J.E.’s friend was good-looking in a different
sort of way ---- tight leather pants, black combat boots, greased-back long hair and thick sideburns. He had a pouty mouth which I found very tempting, to say the least. A guy with that look, especially in Pine Bluff, was considered “suspicious”
especially if he was riding a motorcycle. (Even today, I love motorcycles and remain fascinated with those who ride them.)
J.E. said his friend
had ridden his bike from Memphis because later that evening, he was performing at Watson Chapel, a small community on the outskirts of Pine Bluff.
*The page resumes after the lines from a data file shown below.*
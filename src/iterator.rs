//! Seekable cursors over sorted key-value sources.

use crate::comparator::Comparator;
use crate::error::KVStoneError;
use crate::Result;
use std::cmp::Ordering;
use std::sync::Arc;

/// A position inside a sorted sequence of key-value pairs.
///
/// `key` and `value` may only be called while `valid()` is true.
pub trait Cursor {
    fn valid(&self) -> bool;

    fn seek_to_first(&mut self);

    fn seek_to_last(&mut self);

    /// Position at the first entry whose key is >= `target`.
    fn seek(&mut self, target: &[u8]);

    fn next(&mut self);

    fn prev(&mut self);

    fn key(&self) -> &[u8];

    fn value(&self) -> &[u8];

    /// Error met while moving, if any. A cursor in error state is not valid.
    fn status(&self) -> Result<()>;
}

/// Cursor over nothing, optionally carrying an error.
#[derive(Default)]
pub struct EmptyCursor {
    err: Option<KVStoneError>,
}

impl EmptyCursor {
    pub fn with_error(err: KVStoneError) -> EmptyCursor {
        EmptyCursor { err: Some(err) }
    }
}

impl Cursor for EmptyCursor {
    fn valid(&self) -> bool {
        false
    }

    fn seek_to_first(&mut self) {}

    fn seek_to_last(&mut self) {}

    fn seek(&mut self, _target: &[u8]) {}

    fn next(&mut self) {
        debug_assert!(false, "next() on empty cursor");
    }

    fn prev(&mut self) {
        debug_assert!(false, "prev() on empty cursor");
    }

    fn key(&self) -> &[u8] {
        unreachable!("key() on empty cursor")
    }

    fn value(&self) -> &[u8] {
        unreachable!("value() on empty cursor")
    }

    fn status(&self) -> Result<()> {
        match &self.err {
            Some(e) => Err(e.clone()),
            None => Ok(()),
        }
    }
}

#[derive(Clone, Copy, PartialEq, Debug)]
enum Direction {
    Forward,
    Reverse,
}

/// Sorted union of several cursors. Entries with equal keys are all yielded,
/// in the order of the children list.
pub struct MergingCursor<'a> {
    comparator: Arc<dyn Comparator>,
    children: Vec<Box<dyn Cursor + 'a>>,
    current: Option<usize>,
    direction: Direction,
}

impl<'a> MergingCursor<'a> {
    pub fn new(
        comparator: Arc<dyn Comparator>,
        children: Vec<Box<dyn Cursor + 'a>>,
    ) -> MergingCursor<'a> {
        MergingCursor {
            comparator,
            children,
            current: None,
            direction: Direction::Forward,
        }
    }

    fn find_smallest(&mut self) {
        let mut smallest: Option<usize> = None;
        for (i, child) in self.children.iter().enumerate() {
            if !child.valid() {
                continue;
            }
            smallest = match smallest {
                Some(s)
                    if self.comparator.compare(child.key(), self.children[s].key())
                        != Ordering::Less =>
                {
                    Some(s)
                }
                _ => Some(i),
            };
        }
        self.current = smallest;
    }

    fn find_largest(&mut self) {
        let mut largest: Option<usize> = None;
        for (i, child) in self.children.iter().enumerate().rev() {
            if !child.valid() {
                continue;
            }
            largest = match largest {
                Some(l)
                    if self.comparator.compare(child.key(), self.children[l].key())
                        != Ordering::Greater =>
                {
                    Some(l)
                }
                _ => Some(i),
            };
        }
        self.current = largest;
    }
}

impl<'a> Cursor for MergingCursor<'a> {
    fn valid(&self) -> bool {
        self.current.is_some()
    }

    fn seek_to_first(&mut self) {
        for child in &mut self.children {
            child.seek_to_first();
        }
        self.find_smallest();
        self.direction = Direction::Forward;
    }

    fn seek_to_last(&mut self) {
        for child in &mut self.children {
            child.seek_to_last();
        }
        self.find_largest();
        self.direction = Direction::Reverse;
    }

    fn seek(&mut self, target: &[u8]) {
        for child in &mut self.children {
            child.seek(target);
        }
        self.find_smallest();
        self.direction = Direction::Forward;
    }

    fn next(&mut self) {
        debug_assert!(self.valid());
        let current = match self.current {
            Some(current) => current,
            None => return,
        };

        // Ensure that all children are positioned after key(). If we are moving in the
        // forward direction, it is already true for all of the non-current children since
        // current is the smallest child and key() == current.key().
        if self.direction != Direction::Forward {
            let key = self.children[current].key().to_vec();
            for (i, child) in self.children.iter_mut().enumerate() {
                if i == current {
                    continue;
                }
                child.seek(&key);
                if child.valid() && self.comparator.compare(&key, child.key()) == Ordering::Equal
                {
                    child.next();
                }
            }
            self.direction = Direction::Forward;
        }

        self.children[current].next();
        self.find_smallest();
    }

    fn prev(&mut self) {
        debug_assert!(self.valid());
        let current = match self.current {
            Some(current) => current,
            None => return,
        };

        // Ensure that all children are positioned before key().
        if self.direction != Direction::Reverse {
            let key = self.children[current].key().to_vec();
            for (i, child) in self.children.iter_mut().enumerate() {
                if i == current {
                    continue;
                }
                child.seek(&key);
                if child.valid() {
                    // child is at first entry >= key(); step back one to be < key()
                    child.prev();
                } else {
                    // child has no entries >= key(); position at last entry
                    child.seek_to_last();
                }
            }
            self.direction = Direction::Reverse;
        }

        self.children[current].prev();
        self.find_largest();
    }

    fn key(&self) -> &[u8] {
        match self.current {
            Some(i) => self.children[i].key(),
            None => &[],
        }
    }

    fn value(&self) -> &[u8] {
        match self.current {
            Some(i) => self.children[i].value(),
            None => &[],
        }
    }

    fn status(&self) -> Result<()> {
        for child in &self.children {
            child.status()?;
        }
        Ok(())
    }
}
When I stepped closer to the bike for a better look, J.E.’s friend asked if I’d
like to “take a ride.”
Before I could answer, my father said “Boy, I don’t trust the way you’re dressed and I don’t like motorcycles
but I do have faith in J.E. If he says you’re alright, I’ll go with that. If Sally wants to take a short ride I won’t interfere but, I warn you: She’s precious cargo and you better get her back here in thirty minutes, do you understand?”
I climbed on the bike behind J.E.’s friend, put my arms around his mid-section and held on tight. We had begun pulling out of the driveway when
my father yelled, “Fellow, just in case I need to come looking for you-- what’s your name?”
Circling back, the biker pulled up next to my
father, extended his hand and said, “Sir, my name is Elvis Presley.”